Выслушав доклад начальника разведки, Арсеньев обратился к комбатам:
— По машинам! В девять тридцать занять огневые позиции.
Пехотный капитан подошёл к Арсеньеву и доложил:
— Приданная вам для охраны стрелковая рота заняла круговую оборону.
Арсеньев кивнул головой:
— Добро!
Он волновался, хоть и не показывал этого. Когда лидер «Ростов» шёл к румынским берегам, Арсеньев чувствовал себя спокойнее. Все-таки мало учился дивизион. Нет ни опыта, ни сноровки. Как будут действовать моряки в бою?
Яновский понял его мысли:
— Матросы не подведут, Сергей Петрович. Доучимся на практике. Как ты считаешь?
В девять тридцать боевые машины выстроились в шеренгу на просторной поляне. Высокие, скошенные назад, с крутыми, как огромные лбы, закруглениями кабин, они были похожи на белых мамонтов, вышедших из заснеженного доисторического леса.
Земсков подошёл к машине Сомина, которая стояла на правом фланге, позади огневой позиции. Оттуда было хорошо видно, как готовятся к залпу орудийные расчёты. Длинные сигарообразные снаряды лежали в два ряда на направляющих стальных балках, которые обычно называли «спарками».
Донеслись выкрики командиров батарей:
— Прицел 152! Уровень — 31-20!
У крайней боевой машины стоял Шацкий.
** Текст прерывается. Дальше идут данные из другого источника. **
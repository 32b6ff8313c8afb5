//! MercadoLibre API client.
//!
//! [`MeliClient`] owns the application credentials and the current [`TokenSet`], builds request
//! URLs against the API root, and sends everything (API verbs and token calls alike) through a
//! single [`Transport`]. Hand it a
//! [`RateLimitedTransport`](crate::rate_limit::RateLimitedTransport) and every outbound call is
//! admitted by the limiter first.

pub mod session;

mod authorize;

pub use session::*;

// std
use std::borrow::Cow;
// crates.io
use oauth2::http::{
	Method, Request,
	header::{ACCEPT, AUTHORIZATION, CONTENT_TYPE},
};
// self
use crate::{
	_prelude::*,
	auth::{TokenSecret, TokenSet},
	error::ConfigError,
	http::{ApiResponse, Transport},
	obs::{self, CallKind, CallOutcome, CallSpan},
};
#[cfg(feature = "reqwest")]
use crate::{
	http::{ReqwestTransport, TransportConfig},
	rate_limit::{RateLimitConfig, RateLimitedTransport},
};

/// Default root every API path is resolved against.
pub const DEFAULT_API_ROOT: &str = "https://api.mercadolibre.com";

#[cfg(feature = "reqwest")]
/// Client specialized for the crate's default reqwest transport.
pub type ReqwestMeliClient = MeliClient<ReqwestTransport>;
#[cfg(feature = "reqwest")]
/// Client whose reqwest transport is wrapped by the sliding-window rate limiter.
pub type RateLimitedMeliClient = MeliClient<RateLimitedTransport<ReqwestTransport>>;

/// Query parameters appended to a request path.
pub type Params<'a> = &'a [(&'a str, &'a str)];

/// Credentials, tokens, and transport for talking to the MercadoLibre API.
///
/// Token state sits behind interior locks so a shared `Arc<MeliClient<_>>` can authorize,
/// refresh, and issue calls from many tasks. Refreshes are single-flight: concurrent callers
/// queue behind one rotation.
pub struct MeliClient<T>
where
	T: ?Sized + Transport,
{
	transport: Arc<T>,
	client_id: String,
	client_secret: TokenSecret,
	api_root: Url,
	redirect_uri: RwLock<Option<Url>>,
	tokens: RwLock<Option<TokenSet>>,
	refresh_guard: AsyncMutex<()>,
}
impl<T> MeliClient<T>
where
	T: ?Sized + Transport,
{
	/// Creates a client for the given application credentials.
	///
	/// Fails when either credential is empty.
	pub fn new(
		transport: Arc<T>,
		client_id: impl Into<String>,
		client_secret: impl Into<String>,
	) -> Result<Self> {
		let client_id = client_id.into();
		let client_secret = TokenSecret::new(client_secret);

		if client_id.trim().is_empty() {
			return Err(ConfigError::InvalidClientId.into());
		}
		if client_secret.is_blank() {
			return Err(ConfigError::InvalidClientSecret.into());
		}

		Ok(Self {
			transport,
			client_id,
			client_secret,
			api_root: Url::parse(DEFAULT_API_ROOT)
				.map_err(|source| ConfigError::InvalidRequestUrl { source })?,
			redirect_uri: RwLock::new(None),
			tokens: RwLock::new(None),
			refresh_guard: AsyncMutex::new(()),
		})
	}

	/// Seeds previously issued tokens.
	pub fn with_tokens(self, access_token: impl Into<String>, refresh_token: Option<String>) -> Self {
		*self.tokens.write() = Some(TokenSet::new(access_token, refresh_token));

		self
	}

	/// Overrides the API root (for sandboxes and mock servers).
	pub fn with_api_root(mut self, api_root: Url) -> Self {
		self.api_root = api_root;

		self
	}

	/// Returns the application identifier.
	pub fn client_id(&self) -> &str {
		&self.client_id
	}

	/// Returns the API root paths are resolved against.
	pub fn api_root(&self) -> &Url {
		&self.api_root
	}

	/// Returns the transport every call is sent through.
	pub fn transport(&self) -> &Arc<T> {
		&self.transport
	}

	/// Returns the redirect URI remembered from the last login URL or authorization.
	pub fn redirect_uri(&self) -> Option<Url> {
		self.redirect_uri.read().clone()
	}

	/// Returns the current access token.
	pub fn access_token(&self) -> Option<TokenSecret> {
		self.tokens.read().as_ref().map(|set| set.access_token.clone())
	}

	/// Returns the current refresh token.
	pub fn refresh_token(&self) -> Option<TokenSecret> {
		self.tokens.read().as_ref().and_then(|set| set.refresh_token.clone())
	}

	/// Returns a snapshot of the current token set.
	pub fn tokens(&self) -> Option<TokenSet> {
		self.tokens.read().clone()
	}

	/// Replaces the current token set.
	pub fn set_tokens(&self, tokens: TokenSet) {
		*self.tokens.write() = Some(tokens);
	}

	/// Drops every held token.
	pub fn clear_tokens(&self) {
		*self.tokens.write() = None;
	}

	/// Resolves `path` against the API root and appends `params` as a query string.
	///
	/// A leading `/` is added when missing. Parameters are percent-encoded.
	pub fn make_path(&self, path: &str, params: Params<'_>) -> Result<Url> {
		let path =
			if path.starts_with('/') { Cow::Borrowed(path) } else { Cow::Owned(format!("/{path}")) };
		let root = self.api_root.as_str().trim_end_matches('/');
		let mut url = Url::parse(&format!("{root}{path}"))
			.map_err(|source| ConfigError::InvalidRequestUrl { source })?;

		if !params.is_empty() {
			url.query_pairs_mut().extend_pairs(params.iter());
		}

		Ok(url)
	}

	/// Sends a `GET` request.
	pub async fn get(&self, path: &str, params: Params<'_>) -> Result<ApiResponse> {
		self.dispatch("get", Method::GET, path, params, None).await
	}

	/// Sends a `POST` request with a JSON body.
	pub async fn post<B>(&self, path: &str, body: &B, params: Params<'_>) -> Result<ApiResponse>
	where
		B: ?Sized + Serialize,
	{
		let body = encode_body(body)?;

		self.dispatch("post", Method::POST, path, params, Some(body)).await
	}

	/// Sends a `PUT` request with a JSON body.
	pub async fn put<B>(&self, path: &str, body: &B, params: Params<'_>) -> Result<ApiResponse>
	where
		B: ?Sized + Serialize,
	{
		let body = encode_body(body)?;

		self.dispatch("put", Method::PUT, path, params, Some(body)).await
	}

	/// Sends a `DELETE` request.
	pub async fn delete(&self, path: &str, params: Params<'_>) -> Result<ApiResponse> {
		self.dispatch("delete", Method::DELETE, path, params, None).await
	}

	/// Sends an `OPTIONS` request.
	pub async fn options(&self, path: &str, params: Params<'_>) -> Result<ApiResponse> {
		self.dispatch("options", Method::OPTIONS, path, params, None).await
	}

	/// Sends an arbitrary request.
	///
	/// `body` is sent verbatim with `Content-Type: application/json`. The bearer token is
	/// attached when one is held. HTTP error statuses are returned as responses, not errors.
	pub async fn execute(
		&self,
		method: Method,
		path: &str,
		params: Params<'_>,
		body: Option<Vec<u8>>,
	) -> Result<ApiResponse> {
		self.dispatch("execute", method, path, params, body).await
	}

	async fn dispatch(
		&self,
		stage: &'static str,
		method: Method,
		path: &str,
		params: Params<'_>,
		body: Option<Vec<u8>>,
	) -> Result<ApiResponse> {
		const KIND: CallKind = CallKind::Api;

		let span = CallSpan::new(KIND, stage);

		obs::record_call_outcome(KIND, CallOutcome::Attempt);

		let result = span
			.instrument(async move {
				let url = self.make_path(path, params)?;
				let request = self.build_request(method, &url, body)?;
				let response = self.transport.send(request).await?;

				#[cfg(feature = "tracing")]
				tracing::debug!(
					path = url.path(),
					status = response.status_code(),
					"API call completed."
				);

				Ok::<_, Error>(response)
			})
			.await;

		if let Ok(response) = &result {
			span.record_status(response.status_code());
		}

		obs::record_call_outcome(
			KIND,
			if result.is_ok() { CallOutcome::Success } else { CallOutcome::Failure },
		);

		result
	}

	fn build_request(
		&self,
		method: Method,
		url: &Url,
		body: Option<Vec<u8>>,
	) -> Result<Request<Vec<u8>>> {
		let mut builder =
			Request::builder().method(method).uri(url.as_str()).header(ACCEPT, "application/json");

		if body.is_some() {
			builder = builder.header(CONTENT_TYPE, "application/json");
		}
		if let Some(token) = self.access_token() {
			builder = builder.header(AUTHORIZATION, token.bearer_header()?);
		}

		builder.body(body.unwrap_or_default()).map_err(|e| ConfigError::from(e).into())
	}
}
#[cfg(feature = "reqwest")]
impl MeliClient<ReqwestTransport> {
	/// Creates a client backed by a reqwest transport built from `config`.
	pub fn with_reqwest(
		config: &TransportConfig,
		client_id: impl Into<String>,
		client_secret: impl Into<String>,
	) -> Result<Self> {
		Self::new(Arc::new(ReqwestTransport::new(config)?), client_id, client_secret)
	}
}
#[cfg(feature = "reqwest")]
impl MeliClient<RateLimitedTransport<ReqwestTransport>> {
	/// Creates a client whose reqwest transport is throttled by `rate_limit`.
	pub fn rate_limited(
		config: &TransportConfig,
		rate_limit: RateLimitConfig,
		client_id: impl Into<String>,
		client_secret: impl Into<String>,
	) -> Result<Self> {
		let inner = Arc::new(ReqwestTransport::new(config)?);

		Self::new(Arc::new(RateLimitedTransport::new(inner, rate_limit)), client_id, client_secret)
	}
}
impl<T> Debug for MeliClient<T>
where
	T: ?Sized + Transport,
{
	fn fmt(&self, f: &mut Formatter) -> FmtResult {
		f.debug_struct("MeliClient")
			.field("client_id", &self.client_id)
			.field("api_root", &self.api_root.as_str())
			.field("redirect_uri", &*self.redirect_uri.read())
			.field("tokens", &*self.tokens.read())
			.finish()
	}
}

fn encode_body<B>(body: &B) -> Result<Vec<u8>>
where
	B: ?Sized + Serialize,
{
	serde_json::to_vec(body).map_err(|e| ConfigError::BodyEncode(e).into())
}

#[cfg(test)]
mod tests {
	// std
	use std::sync::atomic::{AtomicUsize, Ordering};
	// crates.io
	use oauth2::http::{HeaderMap, StatusCode};
	// self
	use super::*;
	use crate::http::{HttpRequest, TransportFuture};

	#[derive(Debug, Default)]
	pub(super) struct RecordingTransport {
		pub(super) requests: Mutex<Vec<HttpRequest>>,
		pub(super) responses: Mutex<Vec<(u16, String)>>,
		pub(super) calls: AtomicUsize,
	}
	impl RecordingTransport {
		pub(super) fn replying(status: u16, body: &str) -> Arc<Self> {
			let transport = Self::default();

			transport.responses.lock().push((status, body.to_owned()));

			Arc::new(transport)
		}
	}
	impl Transport for RecordingTransport {
		fn send(&self, request: HttpRequest) -> TransportFuture<'_> {
			Box::pin(async move {
				self.calls.fetch_add(1, Ordering::SeqCst);
				self.requests.lock().push(request);

				let (status, body) = {
					let mut responses = self.responses.lock();

					if responses.len() > 1 {
						responses.remove(0)
					} else {
						responses.first().cloned().unwrap_or((200, "{}".into()))
					}
				};

				Ok(ApiResponse::new(
					StatusCode::from_u16(status).expect("Scripted status should be valid."),
					HeaderMap::new(),
					body,
				))
			})
		}
	}

	pub(super) fn client(transport: Arc<RecordingTransport>) -> MeliClient<RecordingTransport> {
		MeliClient::new(transport, "123", "s3cr3t").expect("Client fixture should be valid.")
	}

	#[test]
	fn new_rejects_empty_credentials() {
		let transport = Arc::new(RecordingTransport::default());

		assert!(matches!(
			MeliClient::new(transport.clone(), "", "secret"),
			Err(Error::Config(ConfigError::InvalidClientId))
		));
		assert!(matches!(
			MeliClient::new(transport, "123", " "),
			Err(Error::Config(ConfigError::InvalidClientSecret))
		));
	}

	#[test]
	fn make_path_prefixes_slash_and_encodes_params() {
		let client = client(Arc::new(RecordingTransport::default()));
		let url = client
			.make_path("sites/MLB/search", &[("q", "café com leite"), ("limit", "5")])
			.expect("Path should resolve.");

		assert_eq!(
			url.as_str(),
			"https://api.mercadolibre.com/sites/MLB/search?q=caf%C3%A9+com+leite&limit=5"
		);

		let bare = client.make_path("/users/me", &[]).expect("Path should resolve.");

		assert_eq!(bare.as_str(), "https://api.mercadolibre.com/users/me");
	}

	#[test]
	fn make_path_respects_custom_root() {
		let client = client(Arc::new(RecordingTransport::default())).with_api_root(
			Url::parse("http://127.0.0.1:8080/").expect("Root fixture should parse."),
		);
		let url = client.make_path("items", &[]).expect("Path should resolve.");

		assert_eq!(url.as_str(), "http://127.0.0.1:8080/items");
	}

	#[tokio::test]
	async fn verbs_attach_bearer_and_json_headers() {
		let transport = RecordingTransport::replying(201, "{\"id\":\"MLB1\"}");
		let client = client(transport.clone()).with_tokens("APP_USR-token", None);
		let response = client
			.post("/items", &serde_json::json!({ "title": "Mate" }), &[])
			.await
			.expect("Post should succeed.");

		assert_eq!(response.status_code(), 201);

		let requests = transport.requests.lock();
		let request = &requests[0];

		assert_eq!(request.method(), Method::POST);
		assert_eq!(
			request.headers().get(AUTHORIZATION).and_then(|v| v.to_str().ok()),
			Some("Bearer APP_USR-token")
		);
		assert_eq!(
			request.headers().get(CONTENT_TYPE).and_then(|v| v.to_str().ok()),
			Some("application/json")
		);
		assert_eq!(request.body().as_slice(), br#"{"title":"Mate"}"#);
	}

	#[tokio::test]
	async fn anonymous_get_has_no_authorization_header() {
		let transport = RecordingTransport::replying(200, "[]");
		let client = client(transport.clone());

		client.get("/sites", &[]).await.expect("Get should succeed.");
		client.delete("/items/MLB1", &[]).await.expect("Delete should succeed.");
		client.options("/items", &[]).await.expect("Options should succeed.");

		let requests = transport.requests.lock();

		assert_eq!(requests.len(), 3);
		assert!(requests.iter().all(|r| r.headers().get(AUTHORIZATION).is_none()));
		assert_eq!(requests[1].method(), Method::DELETE);
		assert_eq!(requests[2].method(), Method::OPTIONS);
	}

	#[tokio::test]
	async fn error_statuses_are_responses() {
		let transport = RecordingTransport::replying(404, "{\"message\":\"not_found\"}");
		let client = client(transport);
		let response =
			client.put("/items/MLB9", &serde_json::json!({}), &[]).await.expect("Put should resolve.");

		assert!(!response.is_success());
		assert_eq!(response.status_code(), 404);
	}
}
В её кабине оставались только водитель и командир орудия Дручков. В просторной белой кабине маленький чернявый Дручков казался мальчишкой, забравшимся туда из озорства. Дручков лучше других понимал, как обидно Шацкому упустить этот первый залп, но сейчас Дручкову было не до того. Он весь подался вперёд, держась правой рукой за пластмассовую рукоятку, вокруг которой поблёскивали медью шестнадцать контактов. Дручков не видел сейчас ничего, кроме этих контактов, — ни снежного поля, ни соседних машин, ни своих краснофлотцев, стоявших тесной группкой поодаль. Поворот рукоятки — и все шестнадцать снарядов один за другим сорвутся со спарок. Противника не видал никто. Семь и шесть десятых километра отделяли огневую позицию от того места, куда должны были в девять часов сорок пять минут обрушиться снаряды гвардейского дивизиона. Перед глазами было только снежное поле и плотная стена сосен на его краю.